Data entries:
**********

pub mod reservation;
pub mod room;
pub mod user;
pub mod auth;
pub mod health;
pub mod reservation;
pub mod room;
pub mod user;
use async_trait::async_trait;
use shared::error::AppResult;

use crate::model::id::UserId;
use crate::model::user::{event::CreateUser, User};

#[async_trait]
pub trait UserRepository: Send + Sync {
    /// Register a new account. Implementations enforce the institutional
    /// email policy and reject duplicate addresses.
    async fn create(&self, event: CreateUser) -> AppResult<User>;
    async fn find_current_user(&self, user_id: UserId) -> AppResult<Option<User>>;
}
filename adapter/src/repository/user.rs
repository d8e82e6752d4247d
use async_trait::async_trait;
use derive_new::new;
use kernel::model::id::UserId;
use kernel::model::user::{event::CreateUser, User};
use kernel::repository::user::UserRepository;
use shared::config::RegistrationPolicy;
use shared::error::{AppError, AppResult};

use crate::database::model::user::UserRow;
use crate::database::ConnectionPool;
use crate::password::hash_password;

#[derive(new)]
pub struct UserRepositoryImpl {
    db: ConnectionPool,
    registration_policy: RegistrationPolicy,
}

#[async_trait]
impl UserRepository for UserRepositoryImpl {
    async fn create(&self, event: CreateUser) -> AppResult<User> {
        let email = event.email.trim().to_owned();
        if !self.registration_policy.permits(&email) {
            return Err(AppError::ForbiddenOperation(
                "access denied: an institutional email address is required".into(),
            ));
        }

        let password_hash = hash_password(&event.password)?;
        let user_id = UserId::new();
        let res = sqlx::query(
            r#"
            INSERT INTO users (user_id, user_name, email, password_hash)
            VALUES ($1, $2, $3, $4)
            "#,
        )
        .bind(user_id)
        .bind(&event.user_name)
        .bind(&email)
        .bind(&password_hash)
        .execute(self.db.inner_ref())
        .await
        .map_err(|e| {
            if is_unique_violation(&e) {
                AppError::UnprocessableEntity("this email is already registered".into())
            } else {
                AppError::SpecificOperationError(e)
            }
        })?;

        if res.rows_affected() < 1 {
            return Err(AppError::NoRowsAffectedError(
                "no user record has been created".into(),
            ));
        }

        Ok(User {
            user_id,
            user_name: event.user_name,
            email,
        })
    }

    async fn find_current_user(&self, user_id: UserId) -> AppResult<Option<User>> {
        sqlx::query_as::<_, UserRow>(
            "SELECT user_id, user_name, email FROM users WHERE user_id = $1",
        )
        .bind(user_id)
        .fetch_optional(self.db.inner_ref())
        .await
        .map(|row| row.map(User::from))
        .map_err(AppError::SpecificOperationError)
    }
}

fn is_unique_violation(err: &sqlx::Error) -> bool {
    err.as_database_error()
        .and_then(|db| db.code())
        .is_some_and(|code| code == "23505")
}
use derive_new::new;

#[derive(new)]
pub struct CreateUser {
    pub user_name: String,
    pub email: String,
    pub password: String,
}
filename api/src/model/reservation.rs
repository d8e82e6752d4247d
use chrono::{DateTime, Utc};
use derive_new::new;
use garde::Validate;
use kernel::model::id::{ReservationId, RoomId};
use kernel::model::reservation::event::{CreateReservation, UpdateReservation};
use kernel::model::reservation::Reservation;
use serde::{Deserialize, Serialize};
use shared::error::AppError;

#[derive(Debug, Deserialize)]
#[serde(rename_all = "camelCase")]
pub struct ReservationListQuery {
    pub room_id: Option<RoomId>,
}

// Presence and interval checks live in the kernel event constructors so the
// failure kinds stay distinct; garde only anchors the request shape here.
#[derive(Debug, Deserialize, Validate)]
#[serde(rename_all = "camelCase")]
pub struct CreateReservationRequest {
    #[garde(skip)]
    pub room_id: RoomId,
    #[garde(skip)]
    pub title: String,
    #[garde(skip)]
    pub responsible: String,
    #[garde(skip)]
    pub start: DateTime<Utc>,
    #[garde(skip)]
    pub end: DateTime<Utc>,
    #[garde(skip)]
    pub requirements: Option<String>,
}

impl TryFrom<CreateReservationRequest> for CreateReservation {
    type Error = AppError;

    fn try_from(value: CreateReservationRequest) -> Result<Self, Self::Error> {
        CreateReservation::new(
            value.room_id,
            &value.title,
            &value.responsible,
            value.start,
            value.end,
            value.requirements.as_deref(),
        )
    }
}

/// The responsible party is absent on purpose: it is fixed at creation.
#[derive(Debug, Deserialize, Validate)]
#[serde(rename_all = "camelCase")]
pub struct UpdateReservationRequest {
    #[garde(skip)]
    pub room_id: RoomId,
    #[garde(skip)]
    pub title: String,
    #[garde(skip)]
    pub start: DateTime<Utc>,
    #[garde(skip)]
    pub end: DateTime<Utc>,
    #[garde(skip)]
    pub requirements: Option<String>,
}

#[derive(new)]
pub struct UpdateReservationRequestWithId {
    reservation_id: ReservationId,
    request: UpdateReservationRequest,
}

impl TryFrom<UpdateReservationRequestWithId> for UpdateReservation {
    type Error = AppError;

    fn try_from(value: UpdateReservationRequestWithId) -> Result<Self, Self::Error> {
        let UpdateReservationRequestWithId {
            reservation_id,
            request,
        } = value;
        UpdateReservation::new(
            reservation_id,
            request.room_id,
            &request.title,
            request.start,
            request.end,
            request.requirements.as_deref(),
        )
    }
}

#[derive(Serialize)]
#[serde(rename_all = "camelCase")]
pub struct ReservationsResponse {
    pub items: Vec<ReservationResponse>,
}

impl From<Vec<Reservation>> for ReservationsResponse {
    fn from(value: Vec<Reservation>) -> Self {
        Self {
            items: value.into_iter().map(ReservationResponse::from).collect(),
        }
    }
}

#[derive(Serialize)]
#[serde(rename_all = "camelCase")]
pub struct ReservationResponse {
    pub id: ReservationId,
    pub room_id: RoomId,
    pub room_name: String,
    pub title: String,
    pub responsible: String,
    pub start: DateTime<Utc>,
    pub end: DateTime<Utc>,
    pub requirements: String,
    pub status: String,
}

impl From<Reservation> for ReservationResponse {
    fn from(value: Reservation) -> Self {
        let Reservation {
            id,
            room,
            title,
            responsible,
            period,
            requirements,
            status,
        } = value;
        Self {
            id,
            room_id: room.room_id,
            room_name: room.name,
            title,
            responsible,
            start: period.start(),
            end: period.end(),
            requirements,
            status: status.to_string(),
        }
    }
}
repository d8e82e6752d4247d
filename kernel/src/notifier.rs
use async_trait::async_trait;
use chrono::{DateTime, Utc};
use derive_new::new;
use shared::error::AppResult;

/// Details forwarded to the facilities team when a reservation carries
/// requirements ("need a projector", ...).
#[derive(Debug, Clone, new)]
pub struct RequirementNotice {
    pub title: String,
    pub room_name: String,
    pub start: DateTime<Utc>,
    pub end: DateTime<Utc>,
    pub responsible: String,
    pub requirements: String,
}

/// Best-effort outbound notification. Callers dispatch it after the booking
/// has committed and never let its outcome reach the reservation result.
#[async_trait]
pub trait RequirementNotifier: Send + Sync {
    async fn notify(&self, notice: RequirementNotice) -> AppResult<()>;
}
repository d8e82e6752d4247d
use async_trait::async_trait;

#[async_trait]
pub trait HealthCheckRepository: Send + Sync {
    async fn check_db(&self) -> bool;
}
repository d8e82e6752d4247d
use axum::routing::post;
use axum::Router;
use registry::AppRegistry;

use crate::handler::auth::{login, logout, register};

pub fn build_auth_routers() -> Router<AppRegistry> {
    let auth_routers = Router::new()
        .route("/register", post(register))
        .route("/login", post(login))
        .route("/logout", post(logout));

    Router::new().nest("/auth", auth_routers)
}
use std::net::{Ipv4Addr, SocketAddr};
use std::sync::Arc;

use adapter::database::connect_database_with;
use adapter::redis::RedisClient;
use anyhow::{Context, Result};
use api::route::v1;
use axum::Router;
use registry::AppRegistry;
use shared::config::AppConfig;
use shared::env::{which, Environment};
use tokio::net::TcpListener;
use tower_http::trace::{DefaultMakeSpan, DefaultOnRequest, DefaultOnResponse, TraceLayer};
use tower_http::LatencyUnit;
use tracing::Level;
use tracing_subscriber::layer::SubscriberExt;
use tracing_subscriber::util::SubscriberInitExt;
use tracing_subscriber::EnvFilter;

#[tokio::main]
async fn main() -> Result<()> {
    init_logger()?;
    bootstrap().await
}

fn init_logger() -> Result<()> {
    let log_level = match which() {
        Environment::Development => "debug",
        Environment::Production => "info",
    };

    let env_filter = EnvFilter::try_from_default_env().unwrap_or_else(|_| log_level.into());

    let subscriber = tracing_subscriber::fmt::layer()
        .with_file(true)
        .with_line_number(true)
        .with_target(false);

    tracing_subscriber::registry()
        .with(subscriber)
        .with(env_filter)
        .try_init()?;

    Ok(())
}

async fn bootstrap() -> Result<()> {
    let app_config = AppConfig::new()?;
    let pool = connect_database_with(&app_config.database);
    let kv = Arc::new(RedisClient::new(&app_config.redis)?);
    let port = app_config.server.port;

    let registry = AppRegistry::new(pool, kv, app_config);

    let app = Router::new()
        .merge(v1::routes())
        .layer(
            TraceLayer::new_for_http()
                .make_span_with(DefaultMakeSpan::new().level(Level::INFO))
                .on_request(DefaultOnRequest::new().level(Level::INFO))
                .on_response(
                    DefaultOnResponse::new()
                        .level(Level::INFO)
                        .latency_unit(LatencyUnit::Millis),
                ),
        )
        .with_state(registry);

    let addr = SocketAddr::new(Ipv4Addr::UNSPECIFIED.into(), port);
    let listener = TcpListener::bind(addr).await?;
    tracing::info!("Listening on {}", addr);
    axum::serve(listener, app)
        .await
        .context("Unexpected error happened in server")
        .inspect_err(|e| {
            tracing::error!(
                error.cause_chain = ?e, error.message = %e, "Unexpected error"
            )
        })
}
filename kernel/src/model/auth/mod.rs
pub mod event;

/// Opaque bearer token handed out at login and resolved back to a user id
/// on each authorized request.
pub struct AccessToken(pub String);
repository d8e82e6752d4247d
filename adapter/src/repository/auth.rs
use std::sync::Arc;

use async_trait::async_trait;
use derive_new::new;
use kernel::model::auth::{event::CreateToken, AccessToken};
use kernel::model::id::UserId;
use kernel::repository::auth::AuthRepository;
use shared::error::{AppError, AppResult};
use uuid::Uuid;

use crate::database::model::user::UserCredentialRow;
use crate::database::ConnectionPool;
use crate::password::verify_password;
use crate::redis::RedisClient;

#[derive(new)]
pub struct AuthRepositoryImpl {
    db: ConnectionPool,
    kv: Arc<RedisClient>,
    ttl: u64,
}

#[async_trait]
impl AuthRepository for AuthRepositoryImpl {
    async fn fetch_user_id_from_token(
        &self,
        access_token: &AccessToken,
    ) -> AppResult<Option<UserId>> {
        let Some(value) = self.kv.get(&access_token.0).await? else {
            return Ok(None);
        };
        Ok(Some(value.parse::<UserId>()?))
    }

    async fn verify_user(&self, email: &str, password: &str) -> AppResult<UserId> {
        let credential = sqlx::query_as::<_, UserCredentialRow>(
            "SELECT user_id, password_hash FROM users WHERE email = $1",
        )
        .bind(email)
        .fetch_optional(self.db.inner_ref())
        .await
        .map_err(AppError::SpecificOperationError)?;

        // An unknown address and a wrong password are indistinguishable to
        // the caller.
        let Some(credential) = credential else {
            return Err(AppError::UnauthenticatedError);
        };
        if !verify_password(password, &credential.password_hash)? {
            return Err(AppError::UnauthenticatedError);
        }
        Ok(credential.user_id)
    }

    async fn create_token(&self, event: CreateToken) -> AppResult<AccessToken> {
        let token = AccessToken(Uuid::new_v4().simple().to_string());
        self.kv
            .set_ex(&token.0, &event.user_id.to_string(), self.ttl)
            .await?;
        Ok(token)
    }

    async fn delete_token(&self, access_token: AccessToken) -> AppResult<()> {
        self.kv.delete(&access_token.0).await
    }
}
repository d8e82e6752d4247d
use std::sync::Arc;

use adapter::database::ConnectionPool;
use adapter::notifier::EmailNotifier;
use adapter::redis::RedisClient;
use adapter::repository::auth::AuthRepositoryImpl;
use adapter::repository::health::HealthCheckRepositoryImpl;
use adapter::repository::reservation::ReservationRepositoryImpl;
use adapter::repository::room::RoomRepositoryImpl;
use adapter::repository::user::UserRepositoryImpl;
use kernel::notifier::RequirementNotifier;
use kernel::repository::auth::AuthRepository;
use kernel::repository::health::HealthCheckRepository;
use kernel::repository::reservation::ReservationRepository;
use kernel::repository::room::RoomRepository;
use kernel::repository::user::UserRepository;
use shared::config::AppConfig;

#[derive(Clone)]
pub struct AppRegistry {
    health_check_repository: Arc<dyn HealthCheckRepository>,
    reservation_repository: Arc<dyn ReservationRepository>,
    room_repository: Arc<dyn RoomRepository>,
    user_repository: Arc<dyn UserRepository>,
    auth_repository: Arc<dyn AuthRepository>,
    requirement_notifier: Arc<dyn RequirementNotifier>,
}

impl AppRegistry {
    pub fn new(pool: ConnectionPool, kv: Arc<RedisClient>, app_config: AppConfig) -> Self {
        let health_check_repository = Arc::new(HealthCheckRepositoryImpl::new(pool.clone()));
        let reservation_repository = Arc::new(ReservationRepositoryImpl::new(pool.clone()));
        let room_repository = Arc::new(RoomRepositoryImpl::new(pool.clone()));
        let user_repository = Arc::new(UserRepositoryImpl::new(
            pool.clone(),
            app_config.auth.registration.clone(),
        ));
        let auth_repository = Arc::new(AuthRepositoryImpl::new(
            pool.clone(),
            kv.clone(),
            app_config.auth.ttl,
        ));
        let requirement_notifier = Arc::new(EmailNotifier::new(app_config.email.clone()));
        Self {
            health_check_repository,
            reservation_repository,
            room_repository,
            user_repository,
            auth_repository,
            requirement_notifier,
        }
    }

    pub fn health_check_repository(&self) -> Arc<dyn HealthCheckRepository> {
        self.health_check_repository.clone()
    }

    pub fn reservation_repository(&self) -> Arc<dyn ReservationRepository> {
        self.reservation_repository.clone()
    }

    pub fn room_repository(&self) -> Arc<dyn RoomRepository> {
        self.room_repository.clone()
    }

    pub fn user_repository(&self) -> Arc<dyn UserRepository> {
        self.user_repository.clone()
    }

    pub fn auth_repository(&self) -> Arc<dyn AuthRepository> {
        self.auth_repository.clone()
    }

    pub fn requirement_notifier(&self) -> Arc<dyn RequirementNotifier> {
        self.requirement_notifier.clone()
    }
}
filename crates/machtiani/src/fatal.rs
//! Fail-fast flag parsing and the uniform fatal exit.
//!
//! Subcommands either return a [`Failure`] up to `main`, which hands it to
//! [`exit_with`], or call [`parse_or_exit`] / [`fail_with_message`] directly
//! and let the process end on the spot.

use std::io::{self, Write};
use std::process;

use clap::{CommandFactory, Parser};
use thiserror::Error;

/// A fatal condition. Both kinds end the process with status 1.
#[derive(Debug, Error)]
pub enum Failure {
    /// The flag parser rejected the arguments.
    #[error("Error parsing flags: {}", parse_message(.0))]
    Parse(#[source] clap::Error),

    /// A caller-supplied message, written verbatim.
    #[error("{0}")]
    Explicit(String),
}

impl Failure {
    pub fn explicit(message: impl Into<String>) -> Self {
        Failure::Explicit(message.into())
    }

    /// `--help` and `--version` come back from clap as errors but are not failures.
    pub fn is_informational(&self) -> bool {
        matches!(self, Failure::Parse(err) if !err.use_stderr())
    }
}

/// The leading paragraph of a clap diagnostic folded onto one line, without
/// its `error: ` prefix. Usage and tips follow the first blank line.
fn parse_message(err: &clap::Error) -> String {
    let rendered = err.to_string();
    let paragraph: Vec<&str> = rendered
        .lines()
        .take_while(|line| !line.trim().is_empty())
        .map(str::trim)
        .collect();
    let joined = paragraph.join(" ");
    joined
        .strip_prefix("error: ")
        .map(str::to_string)
        .unwrap_or(joined)
}

/// Something that can be filled in from a subcommand's argument list.
pub trait FlagSpec {
    fn parse(&mut self, args: &[String]) -> Result<(), clap::Error>;
}

impl<F: Parser> FlagSpec for F {
    fn parse(&mut self, args: &[String]) -> Result<(), clap::Error> {
        // clap expects argv[0]; the command name stands in for it.
        let name = F::command().get_name().to_string();
        let argv = std::iter::once(name.as_str()).chain(args.iter().map(String::as_str));
        *self = F::try_parse_from(argv)?;
        Ok(())
    }
}

/// Receives fatal failures. [`ProcessExit`] never returns from `report`.
pub trait FailureReporter {
    fn report(&self, failure: &Failure);
}

/// Reporter that writes the diagnostic to stderr and exits.
#[derive(Debug, Clone, Copy, Default)]
pub struct ProcessExit;

impl FailureReporter for ProcessExit {
    fn report(&self, failure: &Failure) {
        exit_with(failure)
    }
}

/// Parse `args` into `spec`, returning the parser's error as a [`Failure`].
pub fn parse_flags<S: FlagSpec + ?Sized>(spec: &mut S, args: &[String]) -> Result<(), Failure> {
    spec.parse(args).map_err(Failure::Parse)
}

/// Parse `args` into `spec`; on error the reporter decides what happens.
/// With [`ProcessExit`] this does not return on bad input.
pub fn parse_or_exit<S, R>(spec: &mut S, args: &[String], reporter: &R)
where
    S: FlagSpec + ?Sized,
    R: FailureReporter + ?Sized,
{
    if let Err(failure) = parse_flags(spec, args) {
        tracing::debug!(%failure, "flag parsing failed");
        reporter.report(&failure);
    }
}

/// Write `message` and a newline to stderr, then exit with status 1.
pub fn fail_with_message(message: &str) -> ! {
    let mut stderr = io::stderr().lock();
    // Nothing useful can be done if stderr is gone; the exit still happens.
    let _ = write_message(&mut stderr, message);
    process::exit(1)
}

fn write_message(out: &mut impl Write, message: &str) -> io::Result<()> {
    writeln!(out, "{message}")?;
    out.flush()
}

/// Terminate the process for `failure`.
pub fn exit_with(failure: &Failure) -> ! {
    match failure {
        Failure::Parse(err) if !err.use_stderr() => {
            let _ = err.print();
            process::exit(0)
        }
        Failure::Parse(_) => fail_with_message(&failure.to_string()),
        Failure::Explicit(message) => fail_with_message(message),
    }
}
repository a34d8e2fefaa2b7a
//! Thin binary entry point. `main` is the only place a failure becomes a
//! process exit.

use machtiani::fatal::{FailureReporter, ProcessExit};
use tracing_subscriber::EnvFilter;

fn main() {
    tracing_subscriber::fmt()
        .with_env_filter(
            EnvFilter::try_from_default_env().unwrap_or_else(|_| EnvFilter::new("warn")),
        )
        .with_writer(std::io::stderr)
        .init();

    let args: Vec<String> = std::env::args().skip(1).collect();
    if let Err(failure) = machtiani::run(&args) {
        ProcessExit.report(&failure);
    }
}
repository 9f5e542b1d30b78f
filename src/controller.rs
use crate::filter::{apply_filters, CategoryFilter, FilterCriteria};
use crate::model::Recipe;
use crate::provider::RecipeProvider;
use crate::render::View;
use crate::store::RecipeStore;
use log::debug;

/// Connects user input to fetching, filtering and rendering.
///
/// The controller owns the store and is the only thing that changes it.
/// Event methods take `&mut self`, so a fetch always completes and lands in
/// the store before the next event is handled.
pub struct Controller<V: View> {
    provider: Box<dyn RecipeProvider>,
    store: RecipeStore,
    criteria: FilterCriteria,
    view: V,
}

impl<V: View> Controller<V> {
    pub fn new(provider: Box<dyn RecipeProvider>, view: V) -> Self {
        Self {
            provider,
            store: RecipeStore::new(),
            criteria: FilterCriteria::default(),
            view,
        }
    }

    /// First activation: fetch the default set with a blank query, then render
    pub async fn initial_load(&mut self) {
        self.fetch("").await;
        self.refresh();
    }

    /// The search text changed: always fetch again with the new text, then filter and render
    pub async fn on_search_text_changed(&mut self, text: &str) {
        self.criteria.search_text = text.to_string();
        self.fetch(text).await;
        self.refresh();
    }

    /// Category or time changed: filter the recipes already fetched and render
    pub fn on_filter_criteria_changed(&mut self, category: CategoryFilter, max_time: Option<u32>) {
        self.criteria.category = category;
        self.criteria.max_time = max_time;
        self.refresh();
    }

    pub fn on_category_changed(&mut self, category: CategoryFilter) {
        let max_time = self.criteria.max_time;
        self.on_filter_criteria_changed(category, max_time);
    }

    pub fn on_max_time_changed(&mut self, max_time: Option<u32>) {
        let category = self.criteria.category.clone();
        self.on_filter_criteria_changed(category, max_time);
    }

    /// Recipes that pass the current criteria, in store order
    pub fn visible(&self) -> Vec<&Recipe> {
        apply_filters(self.store.recipes(), &self.criteria)
    }

    pub fn store(&self) -> &RecipeStore {
        &self.store
    }

    pub fn criteria(&self) -> &FilterCriteria {
        &self.criteria
    }

    pub fn view(&self) -> &V {
        &self.view
    }

    pub fn into_view(self) -> V {
        self.view
    }

    /// Keep the store and criteria but show them through `view` from now on.
    /// Nothing is rendered until the next event or [`Controller::refresh`].
    pub fn with_view<W: View>(self, view: W) -> Controller<W> {
        Controller {
            provider: self.provider,
            store: self.store,
            criteria: self.criteria,
            view,
        }
    }

    async fn fetch(&mut self, query: &str) {
        debug!(
            "Fetching recipes from {} for {:?}",
            self.provider.provider_name(),
            query
        );
        let recipes = self.provider.fetch_recipes(query).await;
        self.store.replace(recipes);
    }

    /// Filter the stored recipes with the current criteria and render them
    pub fn refresh(&mut self) {
        let visible = apply_filters(self.store.recipes(), &self.criteria);
        debug!("{} of {} recipes visible", visible.len(), self.store.len());
        self.view.render(&visible);
    }
}
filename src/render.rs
//! Presentation of a recipe list.
//!
//! Every render replaces what was shown before. Nothing from a previous
//! render is kept or patched.

use crate::model::Recipe;
use html_escape::{encode_double_quoted_attribute, encode_text};
use log::error;
use std::io::Write;

/// Text shown by the "no results" indicator
pub const NO_RESULTS_TEXT: &str = "No recipes found.";

/// Something that can show a list of recipes
pub trait View {
    /// Replace whatever is shown with `recipes`, or the "no results" indicator when empty
    fn render(&mut self, recipes: &[&Recipe]);
}

/// HTML cards in a `recipesContainer`, plus a `noResults` paragraph toggled by a `hidden` class
#[derive(Debug, Default)]
pub struct HtmlView {
    cards: Vec<String>,
    no_results_visible: bool,
}

impl HtmlView {
    pub fn new() -> Self {
        Self::default()
    }

    /// Markup of each card currently shown
    pub fn cards(&self) -> &[String] {
        &self.cards
    }

    pub fn is_no_results_visible(&self) -> bool {
        self.no_results_visible
    }

    /// The results container followed by the indicator
    pub fn to_html(&self) -> String {
        let indicator_class = if self.no_results_visible {
            "no-results"
        } else {
            "no-results hidden"
        };

        let mut html = String::from("<section id=\"recipesContainer\">\n");
        for card in &self.cards {
            html.push_str(card);
        }
        html.push_str("</section>\n");
        html.push_str(&format!(
            "<p id=\"noResults\" class=\"{}\">{}</p>\n",
            indicator_class, NO_RESULTS_TEXT
        ));
        html
    }

    fn card(recipe: &Recipe) -> String {
        format!(
            r#"<article class="recipe-card">
  <img src="{image}" alt="{alt}" class="recipe-image" />
  <div class="recipe-content">
    <h2 class="recipe-title">{name}</h2>
    <div class="recipe-meta">
      <span class="badge">{category}</span>
      <span class="time">{time} min • {difficulty}</span>
    </div>
    <p class="recipe-section-title">Ingredients:</p>
    <p class="recipe-ingredients">{ingredients}</p>
    <p class="recipe-section-title">Instructions:</p>
    <p class="recipe-instructions">{instructions}</p>
  </div>
</article>
"#,
            image = encode_double_quoted_attribute(&recipe.image),
            alt = encode_double_quoted_attribute(&recipe.name),
            name = encode_text(&recipe.name),
            category = encode_text(&recipe.category),
            time = recipe.time,
            difficulty = encode_text(&recipe.difficulty),
            ingredients = encode_text(&recipe.ingredients.join(", ")),
            instructions = encode_text(&recipe.instructions),
        )
    }
}

impl View for HtmlView {
    fn render(&mut self, recipes: &[&Recipe]) {
        self.no_results_visible = recipes.is_empty();
        self.cards = recipes.iter().map(|r| Self::card(r)).collect();
    }
}

/// Plain text cards written to a terminal or any other writer
pub struct TextView<W: Write> {
    out: W,
}

impl<W: Write> TextView<W> {
    pub fn new(out: W) -> Self {
        Self { out }
    }

    pub fn into_inner(self) -> W {
        self.out
    }

    fn write_cards(&mut self, recipes: &[&Recipe]) -> std::io::Result<()> {
        if recipes.is_empty() {
            writeln!(self.out, "{}", NO_RESULTS_TEXT)?;
            return self.out.flush();
        }

        for recipe in recipes {
            writeln!(self.out, "== {} [{}]", recipe.name, recipe.category)?;
            writeln!(self.out, "   {} min • {}", recipe.time, recipe.difficulty)?;
            writeln!(self.out, "   Ingredients: {}", recipe.ingredients.join(", "))?;
            writeln!(self.out, "   Instructions: {}", recipe.instructions)?;
            if !recipe.image.is_empty() {
                writeln!(self.out, "   Image: {}", recipe.image)?;
            }
            writeln!(self.out)?;
        }
        writeln!(self.out, "{} recipe(s)", recipes.len())?;
        self.out.flush()
    }
}

impl<W: Write> View for TextView<W> {
    fn render(&mut self, recipes: &[&Recipe]) {
        if let Err(e) = self.write_cards(recipes) {
            error!("Failed to write recipes: {}", e);
        }
    }
}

**********

Take every line from the data that contains the word "difficulty".

      <span class="time">{time} min • {difficulty}</span>
            difficulty = encode_text(&recipe.difficulty),
            writeln!(self.out, "   {} min • {}", recipe.time, recipe.difficulty)?;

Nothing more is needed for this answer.